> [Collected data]
┄┄┄┄┄┄┄┄┄┄

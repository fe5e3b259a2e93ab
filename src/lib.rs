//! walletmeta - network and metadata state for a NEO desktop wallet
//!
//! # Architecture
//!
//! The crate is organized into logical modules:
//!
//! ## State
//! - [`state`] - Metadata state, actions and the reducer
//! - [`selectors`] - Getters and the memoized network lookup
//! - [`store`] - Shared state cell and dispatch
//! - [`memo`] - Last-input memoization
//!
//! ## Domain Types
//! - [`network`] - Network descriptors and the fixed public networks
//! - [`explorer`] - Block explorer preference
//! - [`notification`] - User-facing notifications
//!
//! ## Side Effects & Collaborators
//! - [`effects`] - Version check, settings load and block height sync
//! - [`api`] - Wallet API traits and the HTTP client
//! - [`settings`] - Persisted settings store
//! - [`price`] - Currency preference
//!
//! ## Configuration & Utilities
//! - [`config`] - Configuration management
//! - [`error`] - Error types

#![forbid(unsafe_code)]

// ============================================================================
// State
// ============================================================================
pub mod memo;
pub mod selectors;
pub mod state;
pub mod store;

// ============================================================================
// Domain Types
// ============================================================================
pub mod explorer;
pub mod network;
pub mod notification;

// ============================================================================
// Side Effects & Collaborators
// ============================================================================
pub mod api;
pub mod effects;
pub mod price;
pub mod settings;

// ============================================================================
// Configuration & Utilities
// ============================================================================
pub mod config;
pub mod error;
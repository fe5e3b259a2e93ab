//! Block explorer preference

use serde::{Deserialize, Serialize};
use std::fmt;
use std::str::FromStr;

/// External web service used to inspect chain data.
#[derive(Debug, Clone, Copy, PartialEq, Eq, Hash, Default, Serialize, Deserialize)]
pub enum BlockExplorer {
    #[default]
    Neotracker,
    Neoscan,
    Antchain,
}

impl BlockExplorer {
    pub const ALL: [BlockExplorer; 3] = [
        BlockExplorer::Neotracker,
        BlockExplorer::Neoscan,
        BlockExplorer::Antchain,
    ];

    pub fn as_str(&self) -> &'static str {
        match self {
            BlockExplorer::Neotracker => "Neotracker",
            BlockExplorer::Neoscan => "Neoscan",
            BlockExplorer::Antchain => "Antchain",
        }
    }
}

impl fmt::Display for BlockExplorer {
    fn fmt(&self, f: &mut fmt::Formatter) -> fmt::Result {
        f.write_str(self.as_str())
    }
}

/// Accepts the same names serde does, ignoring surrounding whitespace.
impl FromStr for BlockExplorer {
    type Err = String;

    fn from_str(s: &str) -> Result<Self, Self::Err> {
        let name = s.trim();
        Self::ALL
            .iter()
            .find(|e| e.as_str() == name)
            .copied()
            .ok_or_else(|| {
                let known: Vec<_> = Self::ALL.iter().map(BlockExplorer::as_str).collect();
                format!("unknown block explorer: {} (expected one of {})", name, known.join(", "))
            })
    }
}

┄┄┄┄┄┄┄┄┄┄

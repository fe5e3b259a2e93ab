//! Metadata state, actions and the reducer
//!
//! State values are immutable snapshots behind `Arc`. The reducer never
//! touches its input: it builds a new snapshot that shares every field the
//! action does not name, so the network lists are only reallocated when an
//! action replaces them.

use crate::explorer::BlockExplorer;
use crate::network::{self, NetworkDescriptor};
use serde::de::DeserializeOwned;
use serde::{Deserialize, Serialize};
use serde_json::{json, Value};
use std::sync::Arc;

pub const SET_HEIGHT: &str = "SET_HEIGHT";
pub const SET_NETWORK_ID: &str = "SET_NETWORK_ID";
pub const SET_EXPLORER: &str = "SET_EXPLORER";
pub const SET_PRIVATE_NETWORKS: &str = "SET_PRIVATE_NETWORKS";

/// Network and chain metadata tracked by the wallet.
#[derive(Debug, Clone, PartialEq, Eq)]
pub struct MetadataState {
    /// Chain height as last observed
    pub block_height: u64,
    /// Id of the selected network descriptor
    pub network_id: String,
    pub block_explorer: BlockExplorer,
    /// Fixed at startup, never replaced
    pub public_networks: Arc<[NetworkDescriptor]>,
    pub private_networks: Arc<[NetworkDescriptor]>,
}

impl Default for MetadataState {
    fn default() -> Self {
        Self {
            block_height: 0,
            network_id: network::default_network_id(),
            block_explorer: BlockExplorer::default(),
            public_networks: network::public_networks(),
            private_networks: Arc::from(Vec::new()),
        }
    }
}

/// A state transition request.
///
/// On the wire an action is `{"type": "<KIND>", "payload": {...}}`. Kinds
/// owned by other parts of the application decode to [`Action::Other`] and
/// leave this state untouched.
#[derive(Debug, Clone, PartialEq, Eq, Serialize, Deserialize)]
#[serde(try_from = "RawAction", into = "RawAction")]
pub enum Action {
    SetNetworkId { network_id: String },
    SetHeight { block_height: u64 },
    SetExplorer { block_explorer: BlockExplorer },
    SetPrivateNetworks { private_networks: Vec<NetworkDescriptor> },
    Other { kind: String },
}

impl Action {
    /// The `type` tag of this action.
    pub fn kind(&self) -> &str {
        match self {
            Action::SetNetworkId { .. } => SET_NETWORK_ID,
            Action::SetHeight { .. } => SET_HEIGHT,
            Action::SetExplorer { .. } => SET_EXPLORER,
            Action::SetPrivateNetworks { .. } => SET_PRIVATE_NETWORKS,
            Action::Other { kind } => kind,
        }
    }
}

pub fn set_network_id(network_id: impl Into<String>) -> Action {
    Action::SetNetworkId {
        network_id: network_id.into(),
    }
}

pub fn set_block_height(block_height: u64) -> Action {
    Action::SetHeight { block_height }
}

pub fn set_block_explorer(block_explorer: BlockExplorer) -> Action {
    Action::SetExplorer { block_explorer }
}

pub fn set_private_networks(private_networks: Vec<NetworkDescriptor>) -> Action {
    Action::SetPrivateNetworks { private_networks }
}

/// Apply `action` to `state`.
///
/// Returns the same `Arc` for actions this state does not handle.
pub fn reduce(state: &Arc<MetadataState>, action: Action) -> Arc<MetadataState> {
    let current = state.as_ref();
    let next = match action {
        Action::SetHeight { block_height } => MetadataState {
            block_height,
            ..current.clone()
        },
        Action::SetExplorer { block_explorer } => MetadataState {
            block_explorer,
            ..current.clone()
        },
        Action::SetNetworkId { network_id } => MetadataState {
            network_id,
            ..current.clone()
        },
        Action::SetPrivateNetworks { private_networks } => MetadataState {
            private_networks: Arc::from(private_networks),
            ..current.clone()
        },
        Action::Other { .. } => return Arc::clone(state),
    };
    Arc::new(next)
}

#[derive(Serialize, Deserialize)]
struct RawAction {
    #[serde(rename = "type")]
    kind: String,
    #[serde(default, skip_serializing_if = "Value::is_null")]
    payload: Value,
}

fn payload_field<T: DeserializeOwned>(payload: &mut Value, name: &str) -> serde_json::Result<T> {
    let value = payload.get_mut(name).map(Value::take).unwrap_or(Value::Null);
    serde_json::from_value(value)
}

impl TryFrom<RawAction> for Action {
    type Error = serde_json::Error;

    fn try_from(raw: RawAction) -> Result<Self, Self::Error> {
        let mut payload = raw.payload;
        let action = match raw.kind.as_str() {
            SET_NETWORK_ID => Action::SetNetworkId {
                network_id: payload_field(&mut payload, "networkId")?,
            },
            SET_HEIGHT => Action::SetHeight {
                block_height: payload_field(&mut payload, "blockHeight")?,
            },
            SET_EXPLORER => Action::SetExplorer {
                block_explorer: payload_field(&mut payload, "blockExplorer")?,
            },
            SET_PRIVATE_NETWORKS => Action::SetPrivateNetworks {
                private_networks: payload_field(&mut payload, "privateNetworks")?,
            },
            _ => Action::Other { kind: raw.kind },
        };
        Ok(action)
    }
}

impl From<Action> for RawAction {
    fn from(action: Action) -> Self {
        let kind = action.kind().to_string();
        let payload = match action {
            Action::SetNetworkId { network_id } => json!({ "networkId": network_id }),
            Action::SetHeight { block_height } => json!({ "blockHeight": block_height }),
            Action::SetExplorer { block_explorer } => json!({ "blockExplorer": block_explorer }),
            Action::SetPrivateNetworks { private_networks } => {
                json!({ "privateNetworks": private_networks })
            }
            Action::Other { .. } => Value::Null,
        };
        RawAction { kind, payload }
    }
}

┄┄┄┄┄┄┄┄┄┄

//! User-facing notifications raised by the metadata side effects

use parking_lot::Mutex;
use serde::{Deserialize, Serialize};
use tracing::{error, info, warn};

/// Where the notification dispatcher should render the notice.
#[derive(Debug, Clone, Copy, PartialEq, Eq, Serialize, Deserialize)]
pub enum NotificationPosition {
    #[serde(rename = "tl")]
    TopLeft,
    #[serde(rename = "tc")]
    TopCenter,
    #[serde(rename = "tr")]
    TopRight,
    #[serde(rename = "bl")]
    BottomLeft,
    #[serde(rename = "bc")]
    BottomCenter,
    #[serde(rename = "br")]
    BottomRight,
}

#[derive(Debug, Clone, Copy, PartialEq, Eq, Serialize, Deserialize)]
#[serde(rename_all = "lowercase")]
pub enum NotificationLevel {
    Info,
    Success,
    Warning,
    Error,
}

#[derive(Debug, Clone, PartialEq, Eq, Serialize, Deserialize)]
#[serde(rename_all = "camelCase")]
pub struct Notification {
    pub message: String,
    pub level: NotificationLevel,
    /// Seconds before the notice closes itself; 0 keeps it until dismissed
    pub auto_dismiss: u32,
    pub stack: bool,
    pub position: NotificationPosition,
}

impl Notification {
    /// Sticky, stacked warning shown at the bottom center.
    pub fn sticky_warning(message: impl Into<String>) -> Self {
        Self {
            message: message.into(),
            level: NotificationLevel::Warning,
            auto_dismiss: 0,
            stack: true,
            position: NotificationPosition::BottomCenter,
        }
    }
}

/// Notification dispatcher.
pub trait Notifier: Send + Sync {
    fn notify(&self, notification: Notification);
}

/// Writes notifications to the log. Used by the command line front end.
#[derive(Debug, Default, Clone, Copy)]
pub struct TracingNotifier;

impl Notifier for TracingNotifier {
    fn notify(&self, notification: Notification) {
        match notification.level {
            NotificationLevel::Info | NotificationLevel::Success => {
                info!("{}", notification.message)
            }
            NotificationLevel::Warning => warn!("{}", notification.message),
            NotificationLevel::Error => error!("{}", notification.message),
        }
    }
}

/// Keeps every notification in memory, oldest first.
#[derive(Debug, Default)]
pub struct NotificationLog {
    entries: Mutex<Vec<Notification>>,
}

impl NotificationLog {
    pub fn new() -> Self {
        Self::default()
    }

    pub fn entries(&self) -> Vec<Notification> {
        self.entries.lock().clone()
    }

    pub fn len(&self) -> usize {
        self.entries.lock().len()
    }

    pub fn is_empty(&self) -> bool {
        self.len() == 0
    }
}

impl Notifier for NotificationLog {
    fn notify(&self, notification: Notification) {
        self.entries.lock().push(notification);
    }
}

┄┄┄┄┄┄┄┄┄┄

> [What to do]
Answer with the count alone: how many lines in the data above have "bool" in them?

> [Response]
2